Прошло две недели, а у Перкинса все еще было мало причин для радости.
«РАЗВИТИЕ БЛАГОПРИЯТНОЕ. РЕЦЕНЗИИ ВЕЛИКОЛЕПНЫЕ. ВСЕ ЕЩЕ СТОИТ ПОДОЖДАТЬ», – телеграфировал он, а затем приписывал в письме:
«И хотя большинство критиков обращаются с книгой так, словно не до конца ее поняли, все равно превозносят ее очень высоко, и, что еще лучше, все высказывают восторг, который вызвала у них ее жизненная сила».
Люди, о которых он говорил, поняли книгу до конца – так, как никто другой. Перкинс был твердо уверен в том, что, «когда шумиха и восторги критиков затихнут, “Великий Гэтсби” займет свое место на полке как невероятно экстраординарная книга».
Чтобы как-то сгладить ситуацию с долгом, Фицджеральд предложил Scribners издать осенью сборник его рассказов, одно время носивший дерзкое название «Милые деньги» и впоследствии переименованный во «Все эти печальные молодые люди». Макс считал это название превосходным и радовался, что Фицджеральд больше не намеревается ехать в Голливуд. Он знал, что Скотт терпеть не может ходить в должниках, но также не хотел, чтобы мысли о долге грызли его голову. Не хотел, чтобы он думал, что Scribners как-то беспокоит эта сумма.
«Если бы мы хотели проявить твердость в этом вопросе, могли бы рассматривать это дело как хорошую инвестицию», – сказал он Скотту.

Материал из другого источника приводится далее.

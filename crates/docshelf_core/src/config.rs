//! Store and logging configuration.
//!
//! # Responsibility
//! - Load the store endpoint, database name and collection name from the
//!   environment, falling back to defaults.
//! - Validate names before they reach file paths or SQL parameters.
//!
//! # Invariants
//! - Loading configuration never panics; bad values become `ConfigError`.
//! - Endpoint schemes are `sqlite://<dir>`, `sqlite::memory:` and `memory:`.

use once_cell::sync::Lazy;
use regex::Regex;
use std::error::Error;
use std::fmt::{Display, Formatter};
use std::path::PathBuf;
use std::str::FromStr;

pub const ENDPOINT_ENV: &str = "DOCSHELF_ENDPOINT";
pub const DATABASE_ENV: &str = "DOCSHELF_DATABASE";
pub const COLLECTION_ENV: &str = "DOCSHELF_COLLECTION";
pub const LOG_LEVEL_ENV: &str = "DOCSHELF_LOG_LEVEL";
pub const LOG_DIR_ENV: &str = "DOCSHELF_LOG_DIR";

pub const DEFAULT_ENDPOINT: &str = "sqlite://./docshelf-data";
pub const DEFAULT_DATABASE: &str = "experiment_11_db";
pub const DEFAULT_COLLECTION: &str = "products";

const SQLITE_DIR_PREFIX: &str = "sqlite://";
const SQLITE_MEMORY: &str = "sqlite::memory:";
const MEMORY: &str = "memory:";
const SQLITE_FILE_EXTENSION: &str = "sqlite3";

static DATABASE_NAME_RE: Lazy<Regex> =
    Lazy::new(|| Regex::new(r"^[A-Za-z0-9_-]{1,64}$").expect("database name pattern is valid"));
static COLLECTION_NAME_RE: Lazy<Regex> = Lazy::new(|| {
    Regex::new(r"^[A-Za-z_][A-Za-z0-9_.-]{0,119}$").expect("collection name pattern is valid")
});

#[derive(Debug, Clone, PartialEq, Eq)]
pub enum ConfigError {
    InvalidEndpoint(String),
    InvalidDatabaseName(String),
    InvalidCollectionName(String),
}

impl Display for ConfigError {
    fn fmt(&self, f: &mut Formatter<'_>) -> std::fmt::Result {
        match self {
            Self::InvalidEndpoint(value) => write!(
                f,
                "unsupported endpoint `{value}`; expected sqlite://<dir>|sqlite::memory:|memory:"
            ),
            Self::InvalidDatabaseName(value) => write!(f, "invalid database name `{value}`"),
            Self::InvalidCollectionName(value) => write!(f, "invalid collection name `{value}`"),
        }
    }
}

impl Error for ConfigError {}

/// Where documents live.
#[derive(Debug, Clone, PartialEq, Eq)]
pub enum Endpoint {
    /// SQLite file `<dir>/<database>.sqlite3`; `dir` must exist.
    SqliteDir(PathBuf),
    /// Private in-memory SQLite database.
    SqliteMemory,
    /// In-process store without SQLite.
    Memory,
}

impl FromStr for Endpoint {
    type Err = ConfigError;

    fn from_str(s: &str) -> Result<Self, Self::Err> {
        let trimmed = s.trim();
        match trimmed {
            SQLITE_MEMORY => Ok(Self::SqliteMemory),
            MEMORY => Ok(Self::Memory),
            _ => match trimmed.strip_prefix(SQLITE_DIR_PREFIX) {
                Some(dir) if !dir.is_empty() => Ok(Self::SqliteDir(PathBuf::from(dir))),
                _ => Err(ConfigError::InvalidEndpoint(trimmed.to_string())),
            },
        }
    }
}

impl Display for Endpoint {
    fn fmt(&self, f: &mut Formatter<'_>) -> std::fmt::Result {
        match self {
            Self::SqliteDir(dir) => write!(f, "{SQLITE_DIR_PREFIX}{}", dir.display()),
            Self::SqliteMemory => f.write_str(SQLITE_MEMORY),
            Self::Memory => f.write_str(MEMORY),
        }
    }
}

/// Connection endpoint plus the two naming values.
#[derive(Debug, Clone, PartialEq, Eq)]
pub struct StoreConfig {
    pub endpoint: Endpoint,
    pub database: String,
    pub collection: String,
}

impl StoreConfig {
    /// Builds a validated configuration.
    pub fn new(endpoint: &str, database: &str, collection: &str) -> Result<Self, ConfigError> {
        Ok(Self {
            endpoint: endpoint.parse()?,
            database: validate_database_name(database)?,
            collection: validate_collection_name(collection)?,
        })
    }

    /// Reads `DOCSHELF_ENDPOINT`, `DOCSHELF_DATABASE` and
    /// `DOCSHELF_COLLECTION`, using defaults for unset variables.
    pub fn from_env() -> Result<Self, ConfigError> {
        Self::from_lookup(|key| std::env::var(key).ok())
    }

    /// Same as `from_env` with an injectable variable source.
    pub fn from_lookup(lookup: impl Fn(&str) -> Option<String>) -> Result<Self, ConfigError> {
        let endpoint = lookup(ENDPOINT_ENV).unwrap_or_else(|| DEFAULT_ENDPOINT.to_string());
        let database = lookup(DATABASE_ENV).unwrap_or_else(|| DEFAULT_DATABASE.to_string());
        let collection = lookup(COLLECTION_ENV).unwrap_or_else(|| DEFAULT_COLLECTION.to_string());
        Self::new(&endpoint, &database, &collection)
    }

    pub fn database_file_name(&self) -> String {
        format!("{}.{SQLITE_FILE_EXTENSION}", self.database)
    }

    /// Database file location for directory endpoints.
    pub fn database_path(&self) -> Option<PathBuf> {
        match &self.endpoint {
            Endpoint::SqliteDir(dir) => Some(dir.join(self.database_file_name())),
            Endpoint::SqliteMemory | Endpoint::Memory => None,
        }
    }
}

/// Logging settings; validation happens in `init_logging`.
#[derive(Debug, Clone, PartialEq, Eq)]
pub struct LogConfig {
    pub level: String,
    pub log_dir: Option<String>,
}

impl LogConfig {
    pub fn from_env() -> Self {
        Self::from_lookup(|key| std::env::var(key).ok())
    }

    pub fn from_lookup(lookup: impl Fn(&str) -> Option<String>) -> Self {
        Self {
            level: lookup(LOG_LEVEL_ENV)
                .unwrap_or_else(|| crate::logging::default_log_level().to_string()),
            log_dir: lookup(LOG_DIR_ENV).filter(|dir| !dir.trim().is_empty()),
        }
    }
}

fn validate_database_name(name: &str) -> Result<String, ConfigError> {
    let trimmed = name.trim();
    if DATABASE_NAME_RE.is_match(trimmed) {
        Ok(trimmed.to_string())
    } else {
        Err(ConfigError::InvalidDatabaseName(trimmed.to_string()))
    }
}

fn validate_collection_name(name: &str) -> Result<String, ConfigError> {
    let trimmed = name.trim();
    if COLLECTION_NAME_RE.is_match(trimmed) && !trimmed.starts_with("system.") {
        Ok(trimmed.to_string())
    } else {
        Err(ConfigError::InvalidCollectionName(trimmed.to_string()))
    }
}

Перкинс принял на себя немало ударов из-за «Великого Гэтсби». Отдел продаж и рекламы очень много поставил на книжку, надеясь на предыдущий рекорд Макса, и, когда оказалось, что книга не окупается, они дали ему понять, насколько рассержены. Несколько критиков из числа его знакомых также укололи роман в своих рецензиях, а потом сообщили ему, что он поступил глупо, опубликовав настолько тривиальную, полную мистики книжку. Рут Хейл[89]89
Родилась в Роджерсвилле, штат Теннесси, в 1887 году. По окончании учебы стала журналисткой. Работала для «Washington Post», а позднее стала театральным критиком для «Philadelphia Public Ledger». Переехав в Нью-Йорк 1915 году, стала публиковаться в «The New York Times», «Vogue» и «Vanity Fair». Борец за права женщин. Умерла в 1934 году.
[Закрыть] написала в «Brooklyn Eagle»:
«В “Великом Гэтсби” присутствует великое множество следов из реальной жизни, волшебство, ирония, романтика и мистика».
А на вечеринке, несколько недель спустя, она сказала Перкинсу:
– Новая книга этого вашего ужасного протеже воистину просто ужасна.
«Так много людей атаковало меня насчет него [“Великого Гэтсби”], что у меня возникло чувство, будто я сам в синяках. Но они ведь ничего не знают. Они не понимают, что Фицджеральд – сатирик. Тот факт, что он возносит роскошь над пороком – а без этого эффект был бы совсем не тот, – не дает им увидеть, как он стегает саму порочность», – писал Макс Элизабет Леммон.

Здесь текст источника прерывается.